Building the POS tagger

We have explored how to access different corpus data that we'll need to train the POS tagger. To actually do that, we'll re-implement the approach described by Matthew Honnibal in "A good POS tagger in about 200 lines of Python". In fact, due to the expressiveness of Lisp and efficiency of SBCL, we'll need even less than 200 lines, and we'll get the performance comparable to a much more complex Cyton implementation of the parser (6s against 4s on 130k tokens), but that's details... ;)

Here's the source code we'll be discussing below on github.

Our tagger will use a greedy averaged perceptron model with single-tag words dictionary lookup:

(defclass greedy-ap-tagger (avg-perceptron tagger)
  ((dict :initform #h(equal) :initarg :dict :accessor tgr-dict)
   (single-tag-words :initform #h(equalp) :initarg :single-tag-words
                     :accessor tgr-single-tag-words))
  (:documentation
   "A greedy averaged perceptron tagger with single-tag words dictionary lookup."))

As you see, it is derived from a generic class tagger and an avg-perceptron learning model. It also has a dict slot that holds all the words known to the tagger.

Every tagger has just one generic function associated with it. You guessed its name - tag :)

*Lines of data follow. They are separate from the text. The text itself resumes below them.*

// ── Locale negotiation and message bundles ──

use std::sync::{Arc, RwLock};

use async_trait::async_trait;
use bds_config::{Configuration, DEFAULT_LOCALE};
use dashmap::DashMap;
use serde_json::Value;
use tokio::sync::watch;
use tracing::{debug, warn};

/// Supplies the message bundle of a language.
#[async_trait]
pub trait LocaleLoader: Send + Sync {
    /// Nested JSON object of messages, or `None` when the language has no
    /// bundle.
    async fn load(&self, lang: &str) -> Option<Value>;
}

/// Loader that never finds a bundle. `t` then echoes keys.
#[derive(Debug, Default, Clone, Copy)]
pub struct NoBundles;

#[async_trait]
impl LocaleLoader for NoBundles {
    async fn load(&self, _lang: &str) -> Option<Value> {
        None
    }
}

/// Host overrides; unset fields come from the configuration document.
#[derive(Debug, Clone, Default)]
pub struct TranslationOptions {
    pub locale: Option<String>,
    pub fallback_locale: Option<String>,
    pub supported_locale: Option<Vec<String>>,
}

#[derive(Debug, Clone)]
struct Locales {
    /// Preferred locale used when `set_locale` gets no language.
    preferred: String,
    fallback: String,
    supported: Vec<String>,
}

impl Locales {
    fn resolve(options: &TranslationOptions, config: &Configuration) -> Self {
        let configured = (!config.default_locale.is_empty()).then(|| config.default_locale.clone());
        let preferred = options
            .locale
            .clone()
            .or_else(|| configured.clone())
            .unwrap_or_else(|| DEFAULT_LOCALE.to_owned());
        let fallback = options
            .fallback_locale
            .clone()
            .or_else(|| configured.clone())
            .unwrap_or_else(|| DEFAULT_LOCALE.to_owned());
        let supported = options
            .supported_locale
            .clone()
            .or_else(
                || (!config.supported_locale.is_empty()).then(|| config.supported_locale.clone()),
            )
            .unwrap_or_else(|| vec![configured.unwrap_or_else(|| DEFAULT_LOCALE.to_owned())]);
        Self {
            preferred,
            fallback,
            supported,
        }
    }

    fn closest(&self, lang: Option<&str>) -> String {
        if let Some(lang) = lang {
            if self.supported.iter().any(|s| s == lang) {
                return lang.to_owned();
            }
            let primary = lang.split('-').next().unwrap_or(lang);
            if self.supported.iter().any(|s| s == primary) {
                return primary.to_owned();
            }
        }
        self.fallback.clone()
    }
}

pub struct TranslationService {
    options: TranslationOptions,
    loader: Arc<dyn LocaleLoader>,
    locales: RwLock<Locales>,
    bundles: DashMap<String, Arc<Value>>,
    current: watch::Sender<String>,
}

impl TranslationService {
    pub fn new(options: TranslationOptions, loader: Arc<dyn LocaleLoader>) -> Self {
        let locales = Locales::resolve(&options, &Configuration::default());
        let (current, _) = watch::channel(String::new());
        Self {
            options,
            loader,
            locales: RwLock::new(locales),
            bundles: DashMap::new(),
            current,
        }
    }

    /// Resolve locales against the configuration and load the fallback
    /// bundle.
    pub async fn init(&self, config: &Configuration) {
        let locales = Locales::resolve(&self.options, config);
        let fallback = locales.fallback.clone();
        debug!(
            preferred = %locales.preferred,
            fallback = %fallback,
            supported = ?locales.supported,
            "locales resolved"
        );
        *self.locales.write().expect("locale lock poisoned") = locales;
        self.load_lang(&fallback).await;
    }

    fn locales(&self) -> Locales {
        self.locales.read().expect("locale lock poisoned").clone()
    }

    /// Exact supported match, else its primary subtag, else the fallback.
    pub fn closest_locale(&self, lang: Option<&str>) -> String {
        self.locales.read().expect("locale lock poisoned").closest(lang)
    }

    pub fn fallback_locale(&self) -> String {
        self.locales().fallback
    }

    pub fn supported_locales(&self) -> Vec<String> {
        self.locales().supported
    }

    /// Active locale; empty until the first `set_locale`.
    pub fn current_locale(&self) -> String {
        self.current.borrow().clone()
    }

    pub fn watch_locale(&self) -> watch::Receiver<String> {
        self.current.subscribe()
    }

    pub fn is_loaded(&self, lang: &str) -> bool {
        self.bundles.contains_key(lang)
    }

    /// Switch to the closest supported locale of `lang` (the preferred
    /// locale when `None`), loading its bundle on first use.
    pub async fn set_locale(&self, lang: Option<&str>) -> String {
        let locales = self.locales();
        let lang = locales.closest(Some(lang.unwrap_or(&locales.preferred)));
        if *self.current.borrow() != lang {
            if !self.is_loaded(&lang) {
                self.load_lang(&lang).await;
            }
            self.current.send_replace(lang.clone());
            debug!(locale = %lang, "locale changed");
        }
        lang
    }

    async fn load_lang(&self, lang: &str) {
        match self.loader.load(lang).await {
            Some(bundle) if bundle.is_object() => {
                self.bundles.insert(lang.to_owned(), Arc::new(bundle));
            }
            Some(_) => warn!(locale = lang, "locale bundle is not an object, ignored"),
            None => debug!(locale = lang, "no bundle for locale"),
        }
    }

    /// Message for a dotted `key` in the current locale, then the
    /// fallback; the key itself when neither has it.
    pub fn t(&self, key: &str) -> String {
        let current = self.current_locale();
        let fallback = self.fallback_locale();
        [current.as_str(), fallback.as_str()]
            .into_iter()
            .find_map(|lang| {
                let bundle = self.bundles.get(lang)?;
                lookup(&bundle, key).map(str::to_owned)
            })
            .unwrap_or_else(|| key.to_owned())
    }
}

fn lookup<'a>(bundle: &'a Value, key: &str) -> Option<&'a str> {
    key.split('.')
        .try_fold(bundle, |node, segment| node.get(segment))
        .and_then(Value::as_str)
}
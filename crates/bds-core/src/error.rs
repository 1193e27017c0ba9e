// ── Core error types ──
//
// Service-level errors from bds-core. Transport details stay in
// `bds_api::Error`; the `From` impls below translate them into variants a
// host application can act on.

use bds_api::ApiErrorEnvelope;
use bds_config::ConfigError;
use thiserror::Error;

/// Unified error type for the core crate.
#[derive(Debug, Error)]
pub enum CoreError {
    // ── Session errors ───────────────────────────────────────────────
    #[error("Not authenticated")]
    NotAuthenticated,

    #[error("Authentication failed: {message}")]
    AuthenticationFailed { message: String },

    // ── Connection errors ────────────────────────────────────────────
    #[error("Cannot reach backend at {url}: {reason}")]
    ConnectionFailed { url: String, reason: String },

    // ── Data errors ──────────────────────────────────────────────────
    #[error("Entity not found: {entity_type} with id {identifier}")]
    NotFound {
        entity_type: String,
        identifier: String,
    },

    // ── Operation errors ─────────────────────────────────────────────
    #[error("Validation failed: {message}")]
    ValidationFailed { message: String },

    #[error("{component} used before initialisation")]
    NotInitialised { component: &'static str },

    // ── API errors (wrapped, not exposed raw) ────────────────────────
    #[error("API error: {message}")]
    Api {
        message: String,
        /// Backend error code, or the HTTP status for non-custom errors.
        code: Option<String>,
        status: Option<u16>,
        /// `true` when the backend sent its own error object.
        custom: bool,
    },

    // ── Configuration / storage errors ───────────────────────────────
    #[error("Configuration error: {message}")]
    Config { message: String },

    #[error("Storage error: {message}")]
    Storage { message: String },

    // ── Internal errors ──────────────────────────────────────────────
    #[error("Internal error: {0}")]
    Internal(String),
}

impl CoreError {
    /// HTTP status of the failed call, when there was one.
    pub fn status(&self) -> Option<u16> {
        match self {
            Self::Api { status, .. } => *status,
            _ => None,
        }
    }

    pub fn is_not_found(&self) -> bool {
        matches!(self, Self::NotFound { .. }) || self.status() == Some(404)
    }
}

// ── Conversion from transport-layer errors ───────────────────────────

impl From<bds_api::Error> for CoreError {
    fn from(err: bds_api::Error) -> Self {
        match err {
            bds_api::Error::Transport(ref e) => {
                if e.is_connect() || e.is_timeout() {
                    CoreError::ConnectionFailed {
                        url: e.url().map_or_else(|| "<unknown>".into(), ToString::to_string),
                        reason: e.to_string(),
                    }
                } else {
                    CoreError::Api {
                        message: e.to_string(),
                        code: None,
                        status: e.status().map(|s| s.as_u16()),
                        custom: false,
                    }
                }
            }
            bds_api::Error::InvalidUrl(e) => CoreError::Config {
                message: format!("Invalid URL: {e}"),
            },
            bds_api::Error::InvalidHeader(msg) => CoreError::Config {
                message: format!("Invalid header: {msg}"),
            },
            bds_api::Error::Tls(msg) => CoreError::ConnectionFailed {
                url: String::new(),
                reason: format!("TLS error: {msg}"),
            },
            bds_api::Error::Api(envelope) => from_envelope(&envelope),
            bds_api::Error::Deserialization { message, body: _ } => {
                CoreError::Internal(format!("Deserialization error: {message}"))
            }
            bds_api::Error::HubConnect(reason)
            | bds_api::Error::HubHandshake(reason)
            | bds_api::Error::HubClosed { reason }
            | bds_api::Error::HubProtocol(reason) => CoreError::ConnectionFailed {
                url: String::new(),
                reason: format!("Hub: {reason}"),
            },
        }
    }
}

fn from_envelope(envelope: &ApiErrorEnvelope) -> CoreError {
    if matches!(envelope.status, 401 | 403) && !envelope.custom {
        return CoreError::AuthenticationFailed {
            message: envelope.to_string(),
        };
    }
    CoreError::Api {
        message: envelope
            .error_message
            .clone()
            .or_else(|| envelope.developer_message.clone())
            .unwrap_or_else(|| envelope.to_string()),
        code: envelope.error_code.clone(),
        status: Some(envelope.status),
        custom: envelope.custom,
    }
}

impl From<ConfigError> for CoreError {
    fn from(err: ConfigError) -> Self {
        match err {
            ConfigError::Keyring(_) | ConfigError::Io(_) => CoreError::Storage {
                message: err.to_string(),
            },
            other => CoreError::Config {
                message: other.to_string(),
            },
        }
    }
}

impl From<serde_json::Error> for CoreError {
    fn from(err: serde_json::Error) -> Self {
        CoreError::Internal(format!("JSON error: {err}"))
    }
}

#[cfg(test)]
#[allow(clippy::unwrap_used)]
mod tests {
    use super::*;

    fn api_error(status: u16, custom: bool) -> bds_api::Error {
        bds_api::Error::Api(Box::new(ApiErrorEnvelope {
            error_code: Some(if custom { "BDS_X".into() } else { status.to_string() }),
            error_message: Some("nope".into()),
            developer_message: None,
            status,
            custom,
        }))
    }

    #[test]
    fn plain_401_is_authentication_failure() {
        let err: CoreError = api_error(401, false).into();
        assert!(matches!(err, CoreError::AuthenticationFailed { .. }));
    }

    #[test]
    fn custom_errors_keep_their_code() {
        let err: CoreError = api_error(400, true).into();
        match err {
            CoreError::Api { code, status, custom, message } => {
                assert_eq!(code.as_deref(), Some("BDS_X"));
                assert_eq!(status, Some(400));
                assert!(custom);
                assert_eq!(message, "nope");
            }
            other => panic!("unexpected {other:?}"),
        }
    }

    #[test]
    fn not_found_status_is_detected() {
        let err: CoreError = api_error(404, false).into();
        assert!(err.is_not_found());
    }

    #[test]
    fn io_failures_are_storage_errors() {
        let err: CoreError = ConfigError::Io(std::io::Error::other("disk")).into();
        assert!(matches!(err, CoreError::Storage { .. }));
    }
}
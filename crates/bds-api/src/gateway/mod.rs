// Async HTTP gateway for the BDS backend.
//
// Every service call goes through `ApiClient`: default headers (AppId,
// DeviceId, Translation, ApiToken, Accept-Language), the session
// `Authorization` header, error normalization and reporting.

mod request;
mod sink;

use std::sync::{Arc, RwLock};

use reqwest::header::{AUTHORIZATION, HeaderMap, HeaderName, HeaderValue};
use reqwest::{Method, RequestBuilder};
use secrecy::{ExposeSecret, SecretString};
use serde::Serialize;
use serde::de::DeserializeOwned;
use tokio::sync::watch;
use tracing::debug;
use url::Url;

pub use request::{ApiResponse, RequestOptions};
pub use sink::{CredentialProvider, ErrorSink, TracingErrorSink};

use crate::error::{ApiErrorEnvelope, Error};
use crate::transport::TransportConfig;

/// Context label attached to every error-sink notification.
pub const ERROR_CONTEXT: &str = "apiService";

const FILTERS_HEADER: &str = "filters";
const BODY_PREVIEW_CHARS: usize = 200;

// ── Settings ─────────────────────────────────────────────────────────

/// Static gateway settings, resolved from the application configuration.
#[derive(Debug, Clone)]
pub struct GatewaySettings {
    /// Backend base URL; relative request paths are joined onto it.
    pub base_url: Url,
    pub app_id: String,
    pub device_id: String,
    pub api_token: Option<SecretString>,
    /// Send `Translation: true` so the backend localizes payloads.
    pub apply_translation: bool,
    /// Only report backend-defined (custom) errors to the sink.
    pub throw_only_custom_error: bool,
}

impl GatewaySettings {
    pub fn new(
        base_url: &str,
        app_id: impl Into<String>,
        device_id: impl Into<String>,
    ) -> Result<Self, Error> {
        Ok(Self {
            base_url: normalize_base_url(base_url)?,
            app_id: app_id.into(),
            device_id: device_id.into(),
            api_token: None,
            apply_translation: false,
            throw_only_custom_error: false,
        })
    }

    fn default_headers(&self) -> Result<HeaderMap, Error> {
        let mut headers = HeaderMap::new();
        headers.insert("AppId", header_value(&self.app_id)?);
        headers.insert("DeviceId", header_value(&self.device_id)?);
        if self.apply_translation {
            headers.insert("Translation", HeaderValue::from_static("true"));
        }
        if let Some(token) = &self.api_token {
            let mut value = header_value(token.expose_secret())?;
            value.set_sensitive(true);
            headers.insert("ApiToken", value);
        }
        Ok(headers)
    }
}

/// Ensure the base URL ends with `/` so `Url::join` appends instead of
/// replacing the last segment.
fn normalize_base_url(raw: &str) -> Result<Url, Error> {
    let mut url = Url::parse(raw)?;
    if !url.path().ends_with('/') {
        let path = format!("{}/", url.path());
        url.set_path(&path);
    }
    Ok(url)
}

fn header_value(raw: &str) -> Result<HeaderValue, Error> {
    HeaderValue::from_str(raw).map_err(|e| Error::InvalidHeader(format!("{raw:?}: {e}")))
}

// ── In-flight tracking ───────────────────────────────────────────────

struct InFlight<'a>(&'a watch::Sender<usize>);

impl<'a> InFlight<'a> {
    fn enter(counter: &'a watch::Sender<usize>) -> Self {
        counter.send_modify(|n| *n += 1);
        Self(counter)
    }
}

impl Drop for InFlight<'_> {
    fn drop(&mut self) {
        self.0.send_modify(|n| *n = n.saturating_sub(1));
    }
}

// ── Client ───────────────────────────────────────────────────────────

/// Async client for the BDS REST backend.
pub struct ApiClient {
    http: reqwest::Client,
    base_url: Url,
    headers: RwLock<HeaderMap>,
    credentials: Option<Arc<dyn CredentialProvider>>,
    error_sink: Arc<dyn ErrorSink>,
    throw_only_custom_error: bool,
    in_flight: watch::Sender<usize>,
}

impl ApiClient {
    // ── Constructors ─────────────────────────────────────────────────

    /// Build a client with a fresh `reqwest::Client` from `transport`.
    pub fn new(settings: &GatewaySettings, transport: &TransportConfig) -> Result<Self, Error> {
        let http = transport.build_client()?;
        Self::from_reqwest(settings, http)
    }

    /// Wrap an existing `reqwest::Client`.
    pub fn from_reqwest(settings: &GatewaySettings, http: reqwest::Client) -> Result<Self, Error> {
        let (in_flight, _) = watch::channel(0);
        Ok(Self {
            http,
            base_url: settings.base_url.clone(),
            headers: RwLock::new(settings.default_headers()?),
            credentials: None,
            error_sink: Arc::new(TracingErrorSink),
            throw_only_custom_error: settings.throw_only_custom_error,
            in_flight,
        })
    }

    /// Attach the source of the session `Authorization` header.
    pub fn with_credentials(mut self, provider: Arc<dyn CredentialProvider>) -> Self {
        self.credentials = Some(provider);
        self
    }

    /// Replace the default tracing error sink.
    pub fn with_error_sink(mut self, sink: Arc<dyn ErrorSink>) -> Self {
        self.error_sink = sink;
        self
    }

    // ── Accessors ────────────────────────────────────────────────────

    pub fn base_url(&self) -> &Url {
        &self.base_url
    }

    pub fn http(&self) -> &reqwest::Client {
        &self.http
    }

    /// Set the `Accept-Language` header sent on every request.
    pub fn set_accept_language(&self, language: &str) -> Result<(), Error> {
        let value = header_value(language)?;
        self.headers
            .write()
            .expect("header lock poisoned")
            .insert(reqwest::header::ACCEPT_LANGUAGE, value);
        Ok(())
    }

    /// Current `Accept-Language`, if one was set.
    pub fn accept_language(&self) -> Option<String> {
        self.headers
            .read()
            .expect("header lock poisoned")
            .get(reqwest::header::ACCEPT_LANGUAGE)
            .and_then(|v| v.to_str().ok())
            .map(str::to_owned)
    }

    /// Number of requests currently awaiting a response.
    pub fn in_flight(&self) -> usize {
        *self.in_flight.borrow()
    }

    /// Observe the in-flight request count (drives loading indicators).
    pub fn watch_in_flight(&self) -> watch::Receiver<usize> {
        self.in_flight.subscribe()
    }

    // ── URL builder ──────────────────────────────────────────────────

    /// Resolve a path: absolute URLs pass through, anything else is
    /// joined onto the base URL.
    pub fn url(&self, path: &str) -> Result<Url, Error> {
        if let Ok(absolute) = Url::parse(path) {
            return Ok(absolute);
        }
        Ok(self.base_url.join(path.trim_start_matches('/'))?)
    }

    // ── HTTP verbs ───────────────────────────────────────────────────

    pub async fn get<T: DeserializeOwned>(
        &self,
        path: &str,
        opts: &RequestOptions,
    ) -> Result<ApiResponse<T>, Error> {
        let builder = self.request(Method::GET, path, opts)?;
        self.execute(builder, opts).await
    }

    pub async fn post<T: DeserializeOwned, B: Serialize + Sync + ?Sized>(
        &self,
        path: &str,
        body: &B,
        opts: &RequestOptions,
    ) -> Result<ApiResponse<T>, Error> {
        let builder = self.request(Method::POST, path, opts)?.json(body);
        self.execute(builder, opts).await
    }

    pub async fn put<T: DeserializeOwned, B: Serialize + Sync + ?Sized>(
        &self,
        path: &str,
        body: &B,
        opts: &RequestOptions,
    ) -> Result<ApiResponse<T>, Error> {
        let builder = self.request(Method::PUT, path, opts)?.json(body);
        self.execute(builder, opts).await
    }

    pub async fn patch<T: DeserializeOwned, B: Serialize + Sync + ?Sized>(
        &self,
        path: &str,
        body: &B,
        opts: &RequestOptions,
    ) -> Result<ApiResponse<T>, Error> {
        let builder = self.request(Method::PATCH, path, opts)?.json(body);
        self.execute(builder, opts).await
    }

    pub async fn delete<T: DeserializeOwned>(
        &self,
        path: &str,
        opts: &RequestOptions,
    ) -> Result<ApiResponse<T>, Error> {
        let builder = self.request(Method::DELETE, path, opts)?;
        self.execute(builder, opts).await
    }

    /// GET returning the raw body text (markdown, html, plain files).
    pub async fn get_text(
        &self,
        path: &str,
        opts: &RequestOptions,
    ) -> Result<ApiResponse<String>, Error> {
        let builder = self.request(Method::GET, path, opts)?;
        let _guard = InFlight::enter(&self.in_flight);
        let resp = self.send(builder, opts).await?;
        let status = resp.status();
        let headers = resp.headers().clone();
        let data = resp.text().await?;
        Ok(ApiResponse { status, headers, data })
    }

    // ── Request assembly ─────────────────────────────────────────────

    fn request(
        &self,
        method: Method,
        path: &str,
        opts: &RequestOptions,
    ) -> Result<RequestBuilder, Error> {
        let url = self.url(path)?;
        debug!("{method} {url}");

        let mut headers = self.headers.read().expect("header lock poisoned").clone();

        if opts.with_credentials {
            if let Some(auth) = self.credentials.as_ref().and_then(|c| c.authorization()) {
                let mut value = header_value(&auth)?;
                value.set_sensitive(true);
                headers.insert(AUTHORIZATION, value);
            }
        }

        if !opts.filters.is_empty() {
            headers.insert(FILTERS_HEADER, header_value(&opts.filters.join(","))?);
        }

        for (name, value) in &opts.headers {
            let name = HeaderName::from_bytes(name.as_bytes())
                .map_err(|e| Error::InvalidHeader(format!("{name:?}: {e}")))?;
            headers.insert(name, header_value(value)?);
        }

        let mut builder = self.http.request(method, url).headers(headers);
        if !opts.query.is_empty() {
            builder = builder.query(&opts.query);
        }
        Ok(builder)
    }

    // ── Response handling ────────────────────────────────────────────

    async fn execute<T: DeserializeOwned>(
        &self,
        builder: RequestBuilder,
        opts: &RequestOptions,
    ) -> Result<ApiResponse<T>, Error> {
        let _guard = InFlight::enter(&self.in_flight);
        let resp = self.send(builder, opts).await?;

        let status = resp.status();
        let headers = resp.headers().clone();
        let body = resp.text().await?;

        // Empty bodies decode as `null` so `()` and `Option<T>` work.
        let raw = if body.trim().is_empty() { "null" } else { body.as_str() };
        let data = serde_json::from_str(raw).map_err(|e| {
            let preview: String = body.chars().take(BODY_PREVIEW_CHARS).collect();
            Error::Deserialization {
                message: format!("{e} (body preview: {preview:?})"),
                body: body.clone(),
            }
        })?;

        Ok(ApiResponse { status, headers, data })
    }

    async fn send(
        &self,
        builder: RequestBuilder,
        opts: &RequestOptions,
    ) -> Result<reqwest::Response, Error> {
        let resp = match builder.send().await {
            Ok(resp) => resp,
            Err(e) => {
                let envelope = ApiErrorEnvelope {
                    error_message: Some(e.to_string()),
                    ..ApiErrorEnvelope::default()
                };
                self.report(&envelope, opts);
                return Err(Error::Transport(e));
            }
        };

        let status = resp.status();
        if status.is_success() {
            return Ok(resp);
        }

        let raw = resp.text().await.unwrap_or_default();
        let envelope = ApiErrorEnvelope::from_response(status, &raw);
        self.report(&envelope, opts);
        Err(Error::Api(Box::new(envelope)))
    }

    fn report(&self, envelope: &ApiErrorEnvelope, opts: &RequestOptions) {
        if opts.silent_error {
            return;
        }
        if self.throw_only_custom_error && !envelope.custom {
            return;
        }
        self.error_sink.report(ERROR_CONTEXT, envelope);
    }
}

#[cfg(test)]
mod tests {
    use super::*;

    #[test]
    fn base_url_gains_trailing_slash() {
        let url = normalize_base_url("https://api.example.com/v2").expect("valid url");
        assert_eq!(url.as_str(), "https://api.example.com/v2/");
    }

    #[test]
    fn absolute_paths_bypass_base_url() {
        let settings = GatewaySettings::new("https://api.example.com/", "app", "device")
            .expect("valid settings");
        let client = ApiClient::from_reqwest(&settings, reqwest::Client::new()).expect("client");

        let joined = client.url("api/bds/v1/users/me").expect("joined");
        assert_eq!(joined.as_str(), "https://api.example.com/api/bds/v1/users/me");

        let absolute = client.url("https://cdn.example.com/a.md").expect("absolute");
        assert_eq!(absolute.host_str(), Some("cdn.example.com"));
    }

    #[test]
    fn settings_emit_translation_and_token_headers() {
        let mut settings = GatewaySettings::new("https://api.example.com/", "app-1", "dev-1")
            .expect("valid settings");
        settings.apply_translation = true;
        settings.api_token = Some(SecretString::from("tok"));

        let headers = settings.default_headers().expect("headers");
        assert_eq!(headers.get("AppId").and_then(|v| v.to_str().ok()), Some("app-1"));
        assert_eq!(headers.get("Translation").and_then(|v| v.to_str().ok()), Some("true"));
        assert!(headers.get("ApiToken").is_some_and(HeaderValue::is_sensitive));
    }
}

(defmethod tag ((tagger greedy-ap-tagger) (sentence sentence))
  (let ((prev :-START-)
        (prev2 :-START2-)
        (ctx (sent-ctx sentence)))
    (doindex (i token (sent-tokens sentence))
      (:= (token-tag token)
          (classify tagger
                    (extract-fs tagger i (token-word token) ctx prev prev2))
          prev2 prev
          prev (token-tag token)))
    sentence))

It accepts an already tokenized sentence and (destructively) assigns tags to each of its tokens.

The main job is performed by the call to classify method that is defined for every statistical learning model in CL-NLP. Another model-associated method here is extract-fs which produces a list of features that describe the current sample.

Now, let's take a look at the implementation of these learning model-related methods.

(defmethod classify ((model greedy-ap-tagger) fs)
  (or (get# (first fs) (tgr-single-tag-words model))
      (call-next-method model (rest fs))))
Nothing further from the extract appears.